Joshimath Sinking News: Difficulties are not reducing in Joshimath city of Uttarakhand. Even now the process of cracking in the buildings is going on. There is fear among people due to landslides. Britain’s earth scientist Dave Petley has analyzed this crisis and tried to understand what is the real reason behind the cracks in the buildings in Joshimath? Petli believes that the cracks in buildings and other structures are not caused by land subsidence, but accelerated landslides.
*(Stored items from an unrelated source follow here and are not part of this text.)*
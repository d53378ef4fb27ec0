// src/index/record.rs

//! Package identity and the per-package record kept by the index

use crate::db::{DepKind, HeaderIndex};
use crate::version::{DependencyTuple, Evr, compare_evr};
use serde::{Serialize, Serializer};
use std::cell::RefCell;
use std::cmp::Ordering;
use std::fmt;
use std::hash::{Hash, Hasher};
use std::rc::Rc;

/// Shared reference to a record owned by an [`crate::Index`]
pub type PkgRef = Rc<PackageRecord>;

/// (name, arch, epoch, version, release) of an installed package
///
/// The epoch is always materialized; a header without one gets `"0"`.
/// Field order matches the on-disk cache layout and the sort order.
#[derive(Debug, Clone, PartialEq, Eq, Hash, PartialOrd, Ord)]
pub struct PackageIdentity {
    pub name: Rc<str>,
    pub arch: Rc<str>,
    pub epoch: Rc<str>,
    pub version: Rc<str>,
    pub release: Rc<str>,
}

impl PackageIdentity {
    pub fn new(name: &str, arch: &str, epoch: &str, version: &str, release: &str) -> Self {
        Self {
            name: Rc::from(name),
            arch: Rc::from(arch),
            epoch: Rc::from(normalize_epoch(epoch)),
            version: Rc::from(version),
            release: Rc::from(release),
        }
    }

    pub fn evr(&self) -> Evr {
        Evr {
            epoch: Some(Rc::clone(&self.epoch)),
            version: Some(Rc::clone(&self.version)),
            release: Some(Rc::clone(&self.release)),
        }
    }

    /// `name-version-release.arch`, with `epoch:` before the version when non-zero
    pub fn nevra(&self) -> String {
        self.to_string()
    }

    /// Same name and epoch/version/release; arch is ignored
    pub fn ver_eq(&self, other: &Self) -> bool {
        self.name == other.name && compare_evr(&self.evr(), &other.evr()) == Ordering::Equal
    }
}

/// Missing or placeholder epochs become `"0"`
pub fn normalize_epoch(epoch: &str) -> &str {
    match epoch {
        "" | "(none)" => "0",
        e => e,
    }
}

impl fmt::Display for PackageIdentity {
    fn fmt(&self, f: &mut fmt::Formatter<'_>) -> fmt::Result {
        if &*self.epoch == "0" {
            write!(f, "{}-{}-{}.{}", self.name, self.version, self.release, self.arch)
        } else {
            write!(
                f,
                "{}-{}:{}-{}.{}",
                self.name, self.epoch, self.version, self.release, self.arch
            )
        }
    }
}

impl Serialize for PackageIdentity {
    fn serialize<S: Serializer>(&self, serializer: S) -> std::result::Result<S::Ok, S::Error> {
        serializer.collect_str(self)
    }
}

/// Dependency relations and owned files, fetched on first use
#[derive(Debug, Clone, Default)]
pub struct PackageDetails {
    pub provides: Vec<DependencyTuple>,
    pub requires: Vec<DependencyTuple>,
    pub conflicts: Vec<DependencyTuple>,
    pub obsoletes: Vec<DependencyTuple>,
    pub files: Vec<String>,
}

impl PackageDetails {
    pub fn prco(&self, kind: DepKind) -> &[DependencyTuple] {
        match kind {
            DepKind::Provides => &self.provides,
            DepKind::Requires => &self.requires,
            DepKind::Conflicts => &self.conflicts,
            DepKind::Obsoletes => &self.obsoletes,
        }
    }
}

/// One installed package as seen by the index
///
/// Equality and hashing go by native handle: two records are the same
/// package exactly when they point at the same header.
#[derive(Debug)]
pub struct PackageRecord {
    pub identity: PackageIdentity,
    pub handle: HeaderIndex,
    pub pkgid: String,
    pub url: Option<String>,
    pub sourcerpm: Option<String>,
    pub(crate) details: RefCell<Option<Rc<PackageDetails>>>,
}

impl PackageRecord {
    pub fn new(
        identity: PackageIdentity,
        handle: HeaderIndex,
        pkgid: String,
        url: Option<String>,
        sourcerpm: Option<String>,
    ) -> Self {
        Self {
            identity,
            handle,
            pkgid,
            url,
            sourcerpm,
            details: RefCell::new(None),
        }
    }

    pub fn name(&self) -> &str {
        &self.identity.name
    }

    pub fn arch(&self) -> &str {
        &self.identity.arch
    }

    /// Details if they have already been fetched
    pub fn cached_details(&self) -> Option<Rc<PackageDetails>> {
        self.details.borrow().clone()
    }

    /// Key of this package in the attribute store
    pub fn attr_key(&self) -> crate::sidecar::AttrKey<'_> {
        crate::sidecar::AttrKey {
            pkgid: &self.pkgid,
            identity: &self.identity,
        }
    }
}

impl PartialEq for PackageRecord {
    fn eq(&self, other: &Self) -> bool {
        self.handle == other.handle
    }
}

impl Eq for PackageRecord {}

impl Hash for PackageRecord {
    fn hash<H: Hasher>(&self, state: &mut H) {
        self.handle.hash(state);
    }
}

impl PartialOrd for PackageRecord {
    fn partial_cmp(&self, other: &Self) -> Option<Ordering> {
        Some(self.cmp(other))
    }
}

/// Name, then version (epoch first), then arch; the handle breaks ties
impl Ord for PackageRecord {
    fn cmp(&self, other: &Self) -> Ordering {
        if self.handle == other.handle {
            return Ordering::Equal;
        }
        self.identity
            .name
            .cmp(&other.identity.name)
            .then_with(|| compare_evr(&self.identity.evr(), &other.identity.evr()))
            .then_with(|| self.identity.arch.cmp(&other.identity.arch))
            .then_with(|| self.handle.cmp(&other.handle))
    }
}

impl fmt::Display for PackageRecord {
    fn fmt(&self, f: &mut fmt::Formatter<'_>) -> fmt::Result {
        self.identity.fmt(f)
    }
}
‘It may be wrong to say land subsidence’
A prominent Indian geophysicist also agrees with this view. Kalachand Sen, director of the Wadia Institute of Himalayan Geology, told Hindustan Times "Landslides occur in sloping areas. This includes both vertical and horizontal movement." Please tell that Kalachand had also said on January 14 that it may be wrong to call the Joshimath crisis a case of landslide. According to Sen there are several factors that may have contributed to such a slide.
Landslides happen due to these reasons
He said, "At the moment, we are doing geophysical studies to see how subsurface factors contributed to the cracks on the surface." Sen said snowfall and inclement weather in the region was affecting data collection. They said, "Landslides can occur in a sloping area due to three to four reasons. First reason is rain, second is tectonic movement and third reason is human activities… all three are likely."
‘Some areas are severely affected’
He said that different intensity of slippery is being seen in Joshimath city. Sen said, "Some areas are less affected, while some are severely affected. As soon as we have the data, we will be able to tell how big an area can be shifted." At the same time, according to geologists SP Sati and Naveen Juyal, signs of both subsidence and sliding of Joshimath have been found.
Questions raised on Helang Bypass
Ganga Awahan member Mallika Bhanot raised questions on the construction of Helang Bypass. They said, "Toe erosion is very clearly linked to the construction of the Helang bypass under the Char Dham project. How could the government develop it into a high tourism area with mega projects if it was already known that the area was so vulnerable to landslides?"
‘Joshimath city built on debris of landslides’
M Rajeevan, Secretary Earth Sciences said, "Joshimath was developed on the debris of a landslide that occurred several hundred years ago. I am not a geologist, but from earth scientists I understand that this region is slowly collapsing due to many reasons. Slipping and dislodging is now uneven, but a large area is likely to be affected… Government should start continuous monitoring to prevent future incidents."